WHAT YOU WILL DO
From the first line through the line containing "pub fn merge(self, other: Self)", transcribe the records exactly and include no other lines.

┄┄┄┄┄┄

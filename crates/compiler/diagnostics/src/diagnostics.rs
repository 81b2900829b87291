//! Core diagnostic types shared by the lexer, parser, binder, import
//! machinery, and MIR passes.
//!
//! Every stage accumulates [`Diagnostic`]s instead of returning errors;
//! the pipeline decides whether later stages run by asking a
//! [`DiagnosticCollection`] whether any errors were recorded.

use std::fmt;

/// A 1-based line/column position in a source file.
#[derive(Debug, Clone, Copy, PartialEq, Eq, Hash)]
pub struct SourceLocation {
    pub line: u32,
    pub column: u32,
}

impl SourceLocation {
    pub const fn new(line: u32, column: u32) -> Self {
        Self { line, column }
    }

    /// The position of the first character of a file.
    pub const fn start() -> Self {
        Self { line: 1, column: 1 }
    }
}

impl Default for SourceLocation {
    fn default() -> Self {
        Self::start()
    }
}

impl fmt::Display for SourceLocation {
    fn fmt(&self, f: &mut fmt::Formatter<'_>) -> fmt::Result {
        write!(f, "L{}:C{}", self.line, self.column)
    }
}

/// A half-open source region; `end` points just past the last character.
#[derive(Debug, Clone, Copy, PartialEq, Eq, Hash, Default)]
pub struct SourceSpan {
    pub begin: SourceLocation,
    pub end: SourceLocation,
}

impl SourceSpan {
    pub const fn new(begin: SourceLocation, end: SourceLocation) -> Self {
        Self { begin, end }
    }

    /// A zero-width span at the given location.
    pub const fn at(location: SourceLocation) -> Self {
        Self {
            begin: location,
            end: location,
        }
    }

    /// The smallest span covering both `self` and `other`.
    pub fn merge(self, other: Self) -> Self {
        let mut span = self;
        if span.begin.line == 0 && span.begin.column == 0 {
            span.begin = other.begin;
        }
        if (other.begin.line, other.begin.column) < (span.begin.line, span.begin.column) {
            span.begin = other.begin;
        }
        if (other.end.line, other.end.column) > (span.end.line, span.end.column) {
            span.end = other.end;
        }
        span
    }
}

#[derive(Debug, Clone, Copy, PartialEq, Eq, PartialOrd, Ord, Hash)]
pub enum DiagnosticSeverity {
    Error,
    Warning,
}

impl fmt::Display for DiagnosticSeverity {
    fn fmt(&self, f: &mut fmt::Formatter<'_>) -> fmt::Result {
        match self {
            Self::Error => write!(f, "error"),
            Self::Warning => write!(f, "warning"),
        }
    }
}

/// Stable identifiers for every diagnostic the pipeline can emit.
///
/// The numbering is part of the compiler's external contract: tools key
/// off the rendered `BOLT-E####` form, so variants may share a number
/// (the original reports several distinct syntax problems as `E2115`)
/// but a number is never reused for an unrelated meaning.
#[derive(Debug, Clone, Copy, PartialEq, Eq, Hash)]
pub enum DiagnosticCode {
    // Lexer (2000-2003)
    UnexpectedCharacter,
    MalformedIdentifier,
    UnterminatedString,
    UnterminatedBlockComment,

    // Parser (2100-2153)
    MissingPackageDeclaration,
    ExpectedPackageIdentifier,
    ExpectedPackageTerminator,
    MissingModuleDeclaration,
    ExpectedModuleTerminator,
    ExpectedImportPath,
    AttributesOnImport,
    ModifiersOnImport,
    ExpectedFunctionName,
    ExpectedParameterList,
    ExpectedParameterListEnd,
    ExpectedFunctionBody,
    ExpectedReturnTypeBeforeFunction,
    LegacyParameterSyntax,
    UnterminatedFunctionBody,
    ExpectedFunctionKeyword,
    MissingReturnType,
    LegacyReturnTypeSyntax,
    ExpectedBlueprintName,
    ExpectedBlueprintBody,
    ExpectedBlueprintEnd,
    ExpectedAttributeEnd,
    ExpectedAttributeName,
    ExpectedAttributeArgumentsEnd,
    ExpectedAttributeArgument,
    MalformedAttributeArgument,
    ExpectedParameterType,
    ExpectedParameterName,
    ExpectedFieldType,
    ExpectedFieldName,
    LegacyFieldSyntax,

    // Binder (2200-2302)
    DuplicateAttribute,
    UnknownAttribute,
    DuplicateFunction,
    DuplicateBlueprint,
    DuplicateParameter,
    DuplicateField,
    InvalidAttributeArgument,
    ConflictingFunctionAttributes,
    BitsOutsidePacked,
    LiveWithoutType,
    DuplicateImport,
    ConstructorReferenceParameter,
    DestructorWithParameters,
    DuplicateQualifier,
    LegacyConstQualifier,

    // Imports and module locator (2219-2226)
    SelfImport,
    ImportNotFound,
    ModuleLocatorIssue,
    ModuleLocatorDuplicate,

    // Live enforcement (4100-4105)
    LiveEnforcementFailed,
    LiveReturnWithoutType,
    LiveFunctionWithoutBlocks,
    LiveFunctionWithoutReturn,
    LiveEmptyBlock,
    LiveBlockMissingTerminator,

    // SSA construction (4300-4302)
    SsaConversionFailed,
    UseBeforeDefinition,
    MissingPhiInput,
}

impl DiagnosticCode {
    /// The numeric component of the rendered code.
    pub const fn number(self) -> u32 {
        match self {
            Self::UnexpectedCharacter => 2000,
            Self::MalformedIdentifier => 2001,
            Self::UnterminatedString => 2002,
            Self::UnterminatedBlockComment => 2003,

            Self::MissingPackageDeclaration => 2102,
            Self::ExpectedPackageIdentifier => 2103,
            Self::ExpectedPackageTerminator => 2104,
            Self::MissingModuleDeclaration => 2105,
            Self::ExpectedModuleTerminator => 2106,
            Self::ExpectedImportPath => 2107,
            Self::AttributesOnImport => 2108,
            Self::ModifiersOnImport => 2109,
            Self::ExpectedFunctionName => 2110,
            Self::ExpectedParameterList => 2111,
            Self::ExpectedParameterListEnd => 2112,
            Self::ExpectedFunctionBody => 2114,
            Self::ExpectedReturnTypeBeforeFunction
            | Self::LegacyParameterSyntax
            | Self::UnterminatedFunctionBody => 2115,
            Self::ExpectedFunctionKeyword => 2116,
            Self::MissingReturnType => 2117,
            Self::LegacyReturnTypeSyntax => 2118,
            Self::ExpectedBlueprintName => 2120,
            Self::ExpectedBlueprintBody => 2121,
            Self::ExpectedBlueprintEnd => 2122,
            Self::ExpectedAttributeEnd => 2130,
            Self::ExpectedAttributeName => 2131,
            Self::ExpectedAttributeArgumentsEnd => 2132,
            Self::ExpectedAttributeArgument => 2133,
            Self::MalformedAttributeArgument => 2134,
            Self::ExpectedParameterType => 2142,
            Self::ExpectedParameterName => 2143,
            Self::ExpectedFieldType => 2152,
            Self::ExpectedFieldName | Self::LegacyFieldSyntax => 2153,

            Self::DuplicateAttribute => 2200,
            Self::UnknownAttribute => 2201,
            Self::DuplicateFunction => 2210,
            Self::DuplicateBlueprint => 2211,
            Self::DuplicateParameter => 2212,
            Self::DuplicateField => 2213,
            Self::InvalidAttributeArgument => 2214,
            Self::ConflictingFunctionAttributes => 2215,
            Self::BitsOutsidePacked => 2216,
            Self::LiveWithoutType => 2217,
            Self::DuplicateImport => 2218,
            Self::ConstructorReferenceParameter => 2210,
            Self::DestructorWithParameters => 2230,
            Self::DuplicateQualifier => 2301,
            Self::LegacyConstQualifier => 2302,

            Self::SelfImport => 2219,
            Self::ImportNotFound => 2220,
            Self::ModuleLocatorIssue => 2225,
            Self::ModuleLocatorDuplicate => 2226,

            Self::LiveEnforcementFailed => 4100,
            Self::LiveReturnWithoutType => 4101,
            Self::LiveFunctionWithoutBlocks => 4102,
            Self::LiveFunctionWithoutReturn => 4103,
            Self::LiveEmptyBlock => 4104,
            Self::LiveBlockMissingTerminator => 4105,

            Self::SsaConversionFailed => 4300,
            Self::UseBeforeDefinition => 4301,
            Self::MissingPhiInput => 4302,
        }
    }

    /// The default severity implied by the code's prefix letter.
    pub const fn default_severity(self) -> DiagnosticSeverity {
        match self {
            Self::ConstructorReferenceParameter => DiagnosticSeverity::Warning,
            _ => DiagnosticSeverity::Error,
        }
    }

    const fn prefix(self) -> char {
        match self.default_severity() {
            DiagnosticSeverity::Error => 'E',
            DiagnosticSeverity::Warning => 'W',
        }
    }
}

impl fmt::Display for DiagnosticCode {
    fn fmt(&self, f: &mut fmt::Formatter<'_>) -> fmt::Result {
        write!(f, "BOLT-{}{:04}", self.prefix(), self.number())
    }
}

/// A single report from any stage of the pipeline.
#[derive(Debug, Clone, PartialEq, Eq)]
pub struct Diagnostic {
    pub severity: DiagnosticSeverity,
    pub code: DiagnosticCode,
    pub message: String,
    pub span: SourceSpan,
    /// Optional suggested correction, rendered as a `fix-it:` follow-up.
    pub fixit: Option<String>,
}

impl Diagnostic {
    /// Creates a diagnostic with the severity implied by its code.
    pub fn new(code: DiagnosticCode, message: impl Into<String>, span: SourceSpan) -> Self {
        Self {
            severity: code.default_severity(),
            code,
            message: message.into(),
            span,
            fixit: None,
        }
    }

    pub fn error(code: DiagnosticCode, message: impl Into<String>, span: SourceSpan) -> Self {
        Self {
            severity: DiagnosticSeverity::Error,
            code,
            message: message.into(),
            span,
            fixit: None,
        }
    }

    pub fn warning(code: DiagnosticCode, message: impl Into<String>, span: SourceSpan) -> Self {
        Self {
            severity: DiagnosticSeverity::Warning,
            code,
            message: message.into(),
            span,
            fixit: None,
        }
    }

    pub fn with_fixit(mut self, hint: impl Into<String>) -> Self {
        self.fixit = Some(hint.into());
        self
    }

    pub const fn is_error(&self) -> bool {
        matches!(self.severity, DiagnosticSeverity::Error)
    }

    pub const fn is_warning(&self) -> bool {
        matches!(self.severity, DiagnosticSeverity::Warning)
    }
}

impl fmt::Display for Diagnostic {
    fn fmt(&self, f: &mut fmt::Formatter<'_>) -> fmt::Result {
        write!(f, "{} {} -> {}", self.code, self.span.begin, self.message)?;
        if let Some(hint) = &self.fixit {
            write!(f, "\nfix-it: {hint}")?;
        }
        Ok(())
    }
}

/// An ordered collection of diagnostics accumulated by one or more stages.
#[derive(Debug, Default, Clone, PartialEq, Eq)]
pub struct DiagnosticCollection {
    diagnostics: Vec<Diagnostic>,
}

impl DiagnosticCollection {
    pub fn new() -> Self {
        Self::default()
    }

    pub fn add(&mut self, diagnostic: Diagnostic) {
        self.diagnostics.push(diagnostic);
    }

    pub fn extend(&mut self, diagnostics: impl IntoIterator<Item = Diagnostic>) {
        self.diagnostics.extend(diagnostics);
    }

    pub fn all(&self) -> &[Diagnostic] {
        &self.diagnostics
    }

    pub fn errors(&self) -> impl Iterator<Item = &Diagnostic> {
        self.diagnostics.iter().filter(|d| d.is_error())
    }

    pub fn warnings(&self) -> impl Iterator<Item = &Diagnostic> {
        self.diagnostics.iter().filter(|d| d.is_warning())
    }

    pub fn has_errors(&self) -> bool {
        self.diagnostics.iter().any(Diagnostic::is_error)
    }

    pub fn len(&self) -> usize {
        self.diagnostics.len()
    }

    pub fn is_empty(&self) -> bool {
        self.diagnostics.is_empty()
    }

    pub fn iter(&self) -> std::slice::Iter<'_, Diagnostic> {
        self.diagnostics.iter()
    }

    pub fn summary(&self) -> String {
        if self.diagnostics.is_empty() {
            "No issues found".to_string()
        } else {
            format!(
                "{} errors, {} warnings",
                self.errors().count(),
                self.warnings().count()
            )
        }
    }
}

impl From<Vec<Diagnostic>> for DiagnosticCollection {
    fn from(diagnostics: Vec<Diagnostic>) -> Self {
        Self { diagnostics }
    }
}

impl IntoIterator for DiagnosticCollection {
    type Item = Diagnostic;
    type IntoIter = std::vec::IntoIter<Diagnostic>;

    fn into_iter(self) -> Self::IntoIter {
        self.diagnostics.into_iter()
    }
}

impl<'a> IntoIterator for &'a DiagnosticCollection {
    type Item = &'a Diagnostic;
    type IntoIter = std::slice::Iter<'a, Diagnostic>;

    fn into_iter(self) -> Self::IntoIter {
        self.diagnostics.iter()
    }
}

┄┄┄┄┄┄

TASK RESPONSE
filename crates/compiler/diagnostics/src/diagnostics.rs
repository 81b2900829b87291
//! Core diagnostic types shared by the lexer, parser, binder, import
//! machinery, and MIR passes.
//!
//! Every stage accumulates [`Diagnostic`]s instead of returning errors;
//! the pipeline decides whether later stages run by asking a
//! [`DiagnosticCollection`] whether any errors were recorded.

use std::fmt;

/// A 1-based line/column position in a source file.
#[derive(Debug, Clone, Copy, PartialEq, Eq, Hash)]
pub struct SourceLocation {
    pub line: u32,
    pub column: u32,
}

impl SourceLocation {
    pub const fn new(line: u32, column: u32) -> Self {
        Self { line, column }
    }

    /// The position of the first character of a file.
    pub const fn start() -> Self {
        Self { line: 1, column: 1 }
    }
}

impl Default for SourceLocation {
    fn default() -> Self {
        Self::start()
    }
}

impl fmt::Display for SourceLocation {
    fn fmt(&self, f: &mut fmt::Formatter<'_>) -> fmt::Result {
        write!(f, "L{}:C{}", self.line, self.column)
    }
}

/// A half-open source region; `end` points just past the last character.
#[derive(Debug, Clone, Copy, PartialEq, Eq, Hash, Default)]
pub struct SourceSpan {
    pub begin: SourceLocation,
    pub end: SourceLocation,
}

impl SourceSpan {
    pub const fn new(begin: SourceLocation, end: SourceLocation) -> Self {
        Self { begin, end }
    }

    /// A zero-width span at the given location.
    pub const fn at(location: SourceLocation) -> Self {
        Self {
            begin: location,
            end: location,
        }
    }

    /// The smallest span covering both `self` and `other`.
    pub fn merge(self, other: Self) -> Self {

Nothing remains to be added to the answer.